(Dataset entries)

BEGIN

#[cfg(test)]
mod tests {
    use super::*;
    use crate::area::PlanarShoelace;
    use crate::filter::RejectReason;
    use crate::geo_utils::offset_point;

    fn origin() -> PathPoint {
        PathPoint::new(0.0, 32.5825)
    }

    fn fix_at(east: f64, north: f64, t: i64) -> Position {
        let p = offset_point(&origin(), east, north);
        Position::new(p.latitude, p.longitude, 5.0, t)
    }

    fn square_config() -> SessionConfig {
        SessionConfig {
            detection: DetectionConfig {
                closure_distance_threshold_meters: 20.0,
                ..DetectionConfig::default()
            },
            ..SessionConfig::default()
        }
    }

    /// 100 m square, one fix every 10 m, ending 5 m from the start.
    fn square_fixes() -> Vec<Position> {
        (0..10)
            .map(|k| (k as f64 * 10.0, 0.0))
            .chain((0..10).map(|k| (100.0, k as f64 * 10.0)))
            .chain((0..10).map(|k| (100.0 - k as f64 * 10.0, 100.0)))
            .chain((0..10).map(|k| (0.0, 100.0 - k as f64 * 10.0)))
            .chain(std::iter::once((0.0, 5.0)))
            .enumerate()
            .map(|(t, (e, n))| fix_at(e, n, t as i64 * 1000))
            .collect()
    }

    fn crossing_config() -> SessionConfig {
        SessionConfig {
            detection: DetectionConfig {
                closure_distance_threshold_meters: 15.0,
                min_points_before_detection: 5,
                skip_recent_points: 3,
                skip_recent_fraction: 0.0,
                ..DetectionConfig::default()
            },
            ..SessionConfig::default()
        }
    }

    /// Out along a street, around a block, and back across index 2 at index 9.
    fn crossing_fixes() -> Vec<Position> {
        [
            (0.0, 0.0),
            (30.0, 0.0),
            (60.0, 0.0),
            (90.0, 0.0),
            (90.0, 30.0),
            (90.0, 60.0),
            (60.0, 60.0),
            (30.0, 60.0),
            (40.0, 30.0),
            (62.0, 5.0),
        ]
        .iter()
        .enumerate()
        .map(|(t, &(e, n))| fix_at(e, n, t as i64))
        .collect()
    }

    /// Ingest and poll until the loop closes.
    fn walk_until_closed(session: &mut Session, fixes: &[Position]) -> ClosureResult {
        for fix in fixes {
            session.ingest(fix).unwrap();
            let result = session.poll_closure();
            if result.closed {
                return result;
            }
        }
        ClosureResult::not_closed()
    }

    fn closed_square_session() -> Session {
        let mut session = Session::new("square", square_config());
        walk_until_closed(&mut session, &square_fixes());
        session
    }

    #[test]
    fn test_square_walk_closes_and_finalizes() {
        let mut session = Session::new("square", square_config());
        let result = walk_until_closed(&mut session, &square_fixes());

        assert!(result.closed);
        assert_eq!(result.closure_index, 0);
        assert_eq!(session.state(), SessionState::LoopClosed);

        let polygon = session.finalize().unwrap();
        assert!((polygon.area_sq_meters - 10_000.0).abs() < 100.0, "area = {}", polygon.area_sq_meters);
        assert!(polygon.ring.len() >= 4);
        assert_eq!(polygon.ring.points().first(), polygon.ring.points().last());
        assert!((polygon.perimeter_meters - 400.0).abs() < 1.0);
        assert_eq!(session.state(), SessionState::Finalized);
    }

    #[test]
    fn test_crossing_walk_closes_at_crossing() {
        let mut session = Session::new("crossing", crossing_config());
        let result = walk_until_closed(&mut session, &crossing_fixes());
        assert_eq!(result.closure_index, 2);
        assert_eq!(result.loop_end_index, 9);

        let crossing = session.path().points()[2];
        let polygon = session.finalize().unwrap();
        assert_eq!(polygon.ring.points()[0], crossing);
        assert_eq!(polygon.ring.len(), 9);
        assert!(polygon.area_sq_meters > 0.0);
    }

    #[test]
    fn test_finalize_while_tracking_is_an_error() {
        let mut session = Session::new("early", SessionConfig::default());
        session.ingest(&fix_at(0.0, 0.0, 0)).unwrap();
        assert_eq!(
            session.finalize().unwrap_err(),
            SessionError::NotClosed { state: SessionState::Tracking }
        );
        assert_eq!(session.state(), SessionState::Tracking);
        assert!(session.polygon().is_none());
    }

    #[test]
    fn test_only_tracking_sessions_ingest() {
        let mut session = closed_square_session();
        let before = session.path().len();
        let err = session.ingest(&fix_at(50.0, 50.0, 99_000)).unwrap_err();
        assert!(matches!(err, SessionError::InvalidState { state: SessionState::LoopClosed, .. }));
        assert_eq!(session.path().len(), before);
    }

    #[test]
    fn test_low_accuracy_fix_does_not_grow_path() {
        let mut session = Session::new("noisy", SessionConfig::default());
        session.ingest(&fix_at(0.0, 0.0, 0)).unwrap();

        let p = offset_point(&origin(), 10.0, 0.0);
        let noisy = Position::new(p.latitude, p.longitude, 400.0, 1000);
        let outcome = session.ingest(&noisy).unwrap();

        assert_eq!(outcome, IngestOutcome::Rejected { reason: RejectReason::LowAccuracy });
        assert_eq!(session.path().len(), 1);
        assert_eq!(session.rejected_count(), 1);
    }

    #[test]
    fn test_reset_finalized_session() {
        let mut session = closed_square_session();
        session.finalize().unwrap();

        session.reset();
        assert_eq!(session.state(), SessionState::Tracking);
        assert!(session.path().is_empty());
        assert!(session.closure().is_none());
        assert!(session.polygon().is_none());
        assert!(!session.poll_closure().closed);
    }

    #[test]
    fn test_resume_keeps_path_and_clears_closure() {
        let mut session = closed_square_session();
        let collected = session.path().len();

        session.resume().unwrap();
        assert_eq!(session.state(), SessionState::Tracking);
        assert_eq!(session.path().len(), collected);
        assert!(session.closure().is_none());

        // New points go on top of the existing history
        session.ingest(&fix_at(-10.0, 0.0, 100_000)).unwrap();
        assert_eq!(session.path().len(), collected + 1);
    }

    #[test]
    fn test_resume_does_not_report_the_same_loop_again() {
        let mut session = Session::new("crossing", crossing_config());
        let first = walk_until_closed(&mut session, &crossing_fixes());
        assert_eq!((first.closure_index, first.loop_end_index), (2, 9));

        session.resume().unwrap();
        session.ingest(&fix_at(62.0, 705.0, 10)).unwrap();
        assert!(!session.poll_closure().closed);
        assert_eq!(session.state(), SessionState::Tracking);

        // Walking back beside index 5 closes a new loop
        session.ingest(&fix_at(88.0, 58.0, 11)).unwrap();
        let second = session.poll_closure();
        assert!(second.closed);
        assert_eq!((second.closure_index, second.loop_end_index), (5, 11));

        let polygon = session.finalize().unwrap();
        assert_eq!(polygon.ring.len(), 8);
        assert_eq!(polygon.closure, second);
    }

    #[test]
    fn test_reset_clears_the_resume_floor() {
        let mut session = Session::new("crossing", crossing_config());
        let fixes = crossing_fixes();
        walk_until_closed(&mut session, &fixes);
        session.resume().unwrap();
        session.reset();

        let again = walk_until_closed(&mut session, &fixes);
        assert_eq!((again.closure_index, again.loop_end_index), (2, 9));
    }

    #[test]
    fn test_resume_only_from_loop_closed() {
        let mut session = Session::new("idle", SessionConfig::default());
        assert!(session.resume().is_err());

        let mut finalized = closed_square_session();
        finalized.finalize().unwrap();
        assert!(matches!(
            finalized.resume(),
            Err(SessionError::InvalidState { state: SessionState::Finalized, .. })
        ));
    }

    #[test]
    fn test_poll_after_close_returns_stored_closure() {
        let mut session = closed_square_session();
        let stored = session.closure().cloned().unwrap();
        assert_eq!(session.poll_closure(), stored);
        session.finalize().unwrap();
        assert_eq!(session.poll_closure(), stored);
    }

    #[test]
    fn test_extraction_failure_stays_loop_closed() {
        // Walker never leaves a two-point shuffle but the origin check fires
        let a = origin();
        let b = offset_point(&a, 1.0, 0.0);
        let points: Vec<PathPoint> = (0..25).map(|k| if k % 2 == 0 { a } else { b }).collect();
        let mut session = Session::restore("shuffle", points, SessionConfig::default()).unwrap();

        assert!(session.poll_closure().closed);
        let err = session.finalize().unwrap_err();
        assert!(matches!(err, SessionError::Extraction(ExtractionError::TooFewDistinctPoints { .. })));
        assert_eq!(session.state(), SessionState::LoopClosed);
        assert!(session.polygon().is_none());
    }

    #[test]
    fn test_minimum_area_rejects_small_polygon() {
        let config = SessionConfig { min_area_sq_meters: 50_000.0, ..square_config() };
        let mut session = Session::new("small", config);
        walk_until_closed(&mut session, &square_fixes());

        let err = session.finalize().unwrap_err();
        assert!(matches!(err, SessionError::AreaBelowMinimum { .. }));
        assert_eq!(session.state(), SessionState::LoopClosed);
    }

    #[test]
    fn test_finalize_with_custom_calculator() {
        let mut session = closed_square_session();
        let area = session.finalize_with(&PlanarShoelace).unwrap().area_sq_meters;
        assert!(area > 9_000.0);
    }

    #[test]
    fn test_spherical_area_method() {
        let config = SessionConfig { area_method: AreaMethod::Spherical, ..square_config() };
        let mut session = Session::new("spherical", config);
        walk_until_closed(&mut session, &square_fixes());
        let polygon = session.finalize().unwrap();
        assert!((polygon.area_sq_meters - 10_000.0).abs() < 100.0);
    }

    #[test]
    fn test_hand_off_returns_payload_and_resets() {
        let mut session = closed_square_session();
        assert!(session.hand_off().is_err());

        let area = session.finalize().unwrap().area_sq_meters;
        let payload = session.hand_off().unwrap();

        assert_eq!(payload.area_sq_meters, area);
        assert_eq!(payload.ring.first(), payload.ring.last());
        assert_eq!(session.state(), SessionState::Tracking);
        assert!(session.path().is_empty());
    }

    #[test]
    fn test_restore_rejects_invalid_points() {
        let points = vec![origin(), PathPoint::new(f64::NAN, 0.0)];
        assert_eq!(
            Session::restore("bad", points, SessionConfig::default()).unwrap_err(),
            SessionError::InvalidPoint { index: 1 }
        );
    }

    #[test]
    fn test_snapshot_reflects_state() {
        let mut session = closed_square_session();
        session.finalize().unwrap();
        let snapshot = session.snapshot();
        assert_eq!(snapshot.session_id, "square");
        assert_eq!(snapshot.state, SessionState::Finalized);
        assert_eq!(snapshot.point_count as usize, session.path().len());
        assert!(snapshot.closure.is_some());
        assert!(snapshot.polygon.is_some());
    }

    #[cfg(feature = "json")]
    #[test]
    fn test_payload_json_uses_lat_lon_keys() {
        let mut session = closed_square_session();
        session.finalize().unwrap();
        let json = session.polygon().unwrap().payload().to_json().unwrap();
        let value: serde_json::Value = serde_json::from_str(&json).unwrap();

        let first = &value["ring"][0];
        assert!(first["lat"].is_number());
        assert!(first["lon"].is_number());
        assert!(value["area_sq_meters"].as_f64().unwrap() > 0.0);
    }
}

END

Only lines of the data holding the word "second" go in the answer. Please copy each of them.

        let second = session.poll_closure();
        assert!(second.closed);
        assert_eq!((second.closure_index, second.loop_end_index), (5, 11));
        assert_eq!(polygon.closure, second);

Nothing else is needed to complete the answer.